Fuel and the landscape

 As the price of oil and gas has gone up, and up, wood burning stoves have become the thing to have.   And as woodburning stoves have become popular, wood which previously had no economic value has become worth paying money for. 

Here in the Tamar Valley, there is a lot of land which until recently was more or less economically valueless.  It was ex-mining land, covered in hazel, beech and oak plus in some places the leftovers of old orchards, or small conifer plantations that someone thought might make a few bob once upon a time.   The fields are steep and small, and some of them are probably contaminated as well: access is poor and there are areas of woodland that exist pretty much because it wasn't worth anyone's time to keep the land cleared. 

Now the wood is worth the effort, people have started to cut the hedges (today I saw overgrown oaks in a hedge cleared that must have been fifty years old at least) and clear the coppices.   It will be interesting to see if this change persists and results in a move to more traditionally coppiced woodland, or if the land is cleared once then put to some other purpose. 

Lurcher ahoy... again.

This large hairy dog's owner had a very serious accident and was rushed into hospital.  Nobody was able to care for the dog, so the local dog warden took him into the local pound kennels, where the  council confirmed they would not pay for his kennelling fees (nor could/would the owner)  and asked the pound to have him put to sleep.  
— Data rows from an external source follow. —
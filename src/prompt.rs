//! Ask for a file name when it was not given on the command line.

use std::io::{self, BufRead, Write};
use std::path::PathBuf;

/// Return `arg`, or ask `question` on stdout and read the answer from stdin.
pub fn path_or_prompt(arg: Option<PathBuf>, question: &str) -> io::Result<PathBuf> {
    let stdin = io::stdin();
    let stdout = io::stdout();
    path_or_prompt_with(arg, question, &mut stdin.lock(), &mut stdout.lock())
}

pub fn path_or_prompt_with(
    arg: Option<PathBuf>,
    question: &str,
    input: &mut impl BufRead,
    output: &mut impl Write,
) -> io::Result<PathBuf> {
    if let Some(path) = arg {
        return Ok(path);
    }
    write!(output, "{}: ", question)?;
    output.flush()?;
    let mut line = String::new();
    input.read_line(&mut line)?;
    let answer = line.trim();
    if answer.is_empty() {
        return Err(io::Error::new(
            io::ErrorKind::InvalidInput,
            "no file name given",
        ));
    }
    Ok(PathBuf::from(answer))
}
//! Rewrite a newsletter in place so remote image URLs point at local assets.
//!
//! Usage:
//!   update-image-paths [DOCUMENT] [--root DIR] [--mapping FILE]

use anyhow::{Context, Result};
use clap::Parser;
use newsletter_assets::config::ConfigArgs;
use newsletter_assets::prompt::path_or_prompt;
use newsletter_assets::rewrite::{rewrite_file, RewriteOutcome};
use newsletter_assets::AssetConfig;
use std::path::PathBuf;

#[derive(Parser)]
#[command(
    name = "update-image-paths",
    about = "Replace remote image URLs in an HTML file with local asset paths"
)]
struct Cli {
    /// Newsletter HTML file to update (prompted for when omitted)
    document: Option<PathBuf>,

    #[command(flatten)]
    config: ConfigArgs,
}

fn main() -> Result<()> {
    env_logger::init();
    let cli = Cli::parse();
    let config = AssetConfig::from(cli.config);
    let document = path_or_prompt(
        cli.document,
        "Enter newsletter file name (e.g., newsletter-8.html)",
    )
    .context("Failed to read newsletter file name")?;

    match rewrite_file(&config, &document)? {
        RewriteOutcome::Updated { replacements } => {
            println!("✓ Updated: {}", document.display());
            println!("  {} URL replacements made", replacements);
        }
        RewriteOutcome::NoChanges => {
            println!(
                "No changes needed - file already uses local paths or no matching URLs found"
            );
        }
    }
    Ok(())
}
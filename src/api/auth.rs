//! Bearer-token authentication for the protected routes.
//!
//! Tokens are HS256 JWTs signed with `JWT_SECRET` and must carry `exp`.
//! With no secret configured every protected request is rejected.

use std::sync::Arc;

use axum::{
    extract::{Request, State},
    http::{header, StatusCode},
    middleware::Next,
    response::{IntoResponse, Response},
    Json,
};
use chrono::Utc;
use jsonwebtoken::{decode, encode, Algorithm, DecodingKey, EncodingKey, Header, Validation};
use serde::{Deserialize, Serialize};
use thiserror::Error;

use super::routes::AppState;

#[derive(Debug, Clone, Serialize, Deserialize)]
pub struct Claims {
    pub sub: String,
    pub exp: i64,
}

#[derive(Debug, Error)]
pub enum AuthError {
    #[error("JWT_SECRET is not configured")]
    NotConfigured,

    #[error("Missing bearer token")]
    MissingToken,

    #[error("Invalid token: {0}")]
    InvalidToken(#[from] jsonwebtoken::errors::Error),
}

/// Sign a token for `subject` valid for `ttl`.
pub fn issue_token(secret: &str, subject: &str, ttl: chrono::Duration) -> Result<String, AuthError> {
    let claims = Claims {
        sub: subject.to_string(),
        exp: (Utc::now() + ttl).timestamp(),
    };
    Ok(encode(
        &Header::new(Algorithm::HS256),
        &claims,
        &EncodingKey::from_secret(secret.as_bytes()),
    )?)
}

pub fn verify_token(secret: &str, token: &str) -> Result<Claims, AuthError> {
    let data = decode::<Claims>(
        token,
        &DecodingKey::from_secret(secret.as_bytes()),
        &Validation::new(Algorithm::HS256),
    )?;
    Ok(data.claims)
}

fn bearer_token(req: &Request) -> Option<&str> {
    req.headers()
        .get(header::AUTHORIZATION)?
        .to_str()
        .ok()?
        .strip_prefix("Bearer ")
        .map(str::trim)
        .filter(|t| !t.is_empty())
}

/// Middleware rejecting requests without a valid bearer token.
pub async fn require_auth(State(state): State<Arc<AppState>>, req: Request, next: Next) -> Response {
    let checked = state
        .config
        .server
        .jwt_secret
        .as_deref()
        .ok_or(AuthError::NotConfigured)
        .and_then(|secret| {
            let token = bearer_token(&req).ok_or(AuthError::MissingToken)?;
            verify_token(secret, token)
        });

    match checked {
        Ok(claims) => {
            tracing::debug!("Authenticated request for {}", claims.sub);
            next.run(req).await
        }
        Err(e) => {
            tracing::debug!("Rejected request: {}", e);
            (
                StatusCode::UNAUTHORIZED,
                Json(serde_json::json!({ "error": "Unauthorized" })),
            )
                .into_response()
        }
    }
}
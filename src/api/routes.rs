//! HTTP route handlers.

use std::sync::Arc;

use axum::{
    extract::State,
    http::StatusCode,
    middleware,
    routing::{get, post},
    Json, Router,
};
use tower_http::{cors::CorsLayer, trace::TraceLayer};

use super::auth;
use super::types::{AdvisoryRequest, AdvisoryResponse, ClearCacheResponse};
use crate::advisor::{simple_allocation, AdvisoryOrchestrator};
use crate::cache::{self, AnalysisCache, CacheStats};
use crate::config::Config;
use crate::llm::{GeminiClient, TextGenerator};

/// Shared application state.
pub struct AppState {
    pub config: Config,
    pub advisor: Arc<AdvisoryOrchestrator>,
    pub cache: Arc<AnalysisCache>,
}

impl AppState {
    /// Wire the production collaborators from `config`.
    pub fn from_config(config: Config) -> Self {
        let cache = Arc::new(AnalysisCache::new(config.cache.clone()));
        let generator: Arc<dyn TextGenerator> = Arc::new(GeminiClient::new(config.gemini.clone()));
        let advisor = Arc::new(AdvisoryOrchestrator::new(generator, Arc::clone(&cache)));
        Self {
            config,
            advisor,
            cache,
        }
    }
}

/// Build the router.
pub fn router(state: Arc<AppState>) -> Router {
    let protected = Router::new()
        .route("/api/analysis", post(create_analysis))
        .route("/api/ai/cache-stats", get(cache_stats).delete(clear_cache))
        .route_layer(middleware::from_fn_with_state(
            Arc::clone(&state),
            auth::require_auth,
        ));

    Router::new()
        .route("/api/health", get(health))
        .merge(protected)
        .layer(TraceLayer::new_for_http())
        .layer(CorsLayer::permissive())
        .with_state(state)
}

/// Start the HTTP server and the cache sweep.
pub async fn serve(config: Config) -> anyhow::Result<()> {
    if config.gemini.api_key.is_none() {
        tracing::warn!("GEMINI_API_KEY is not set; every analysis will be unavailable");
    }
    if config.server.jwt_secret.is_none() {
        tracing::warn!("JWT_SECRET is not set; protected routes will reject all requests");
    }

    let addr = format!("{}:{}", config.server.host, config.server.port);
    let state = Arc::new(AppState::from_config(config));
    let _sweeper = cache::spawn_cleanup_task(
        Arc::clone(&state.cache),
        state.config.cache.cleanup_interval,
    );

    let listener = tokio::net::TcpListener::bind(&addr).await?;
    tracing::info!("Listening on {}", addr);
    axum::serve(listener, router(state)).await?;
    Ok(())
}

async fn health() -> Json<serde_json::Value> {
    Json(serde_json::json!({ "status": "ok" }))
}

async fn create_analysis(
    State(state): State<Arc<AppState>>,
    Json(req): Json<AdvisoryRequest>,
) -> Result<Json<AdvisoryResponse>, (StatusCode, Json<serde_json::Value>)> {
    let input = req.validate().map_err(|errors| {
        (
            StatusCode::BAD_REQUEST,
            Json(serde_json::json!({ "success": false, "errors": errors })),
        )
    })?;

    let outcome = state.advisor.advise(&input).await;
    Ok(Json(AdvisoryResponse {
        analysis_available: !outcome.is_empty(),
        simple_allocation: simple_allocation(&outcome),
        analysis: outcome,
    }))
}

async fn cache_stats(
    State(state): State<Arc<AppState>>,
) -> Json<CacheStats> {
    Json(state.cache.stats())
}

async fn clear_cache(
    State(state): State<Arc<AppState>>,
) -> Json<ClearCacheResponse> {
    let removed = state.cache.clear();
    Json(ClearCacheResponse {
        success: true,
        message: "Cache cleared".to_string(),
        removed,
    })
}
The pound wanted to give him a chance so they called round.  Everywhere is full to the brim including overflow spaces with lurchers right now,  even worse than usual. So I said I would take him. 

We think he is some sort of  a wolfhound cross, and about 7-ish.   At the moment he is in Milton Keynes (in Oldies Club's emergency kennels) while he gets his vaccinations up to date, then he will come here until he finds a home.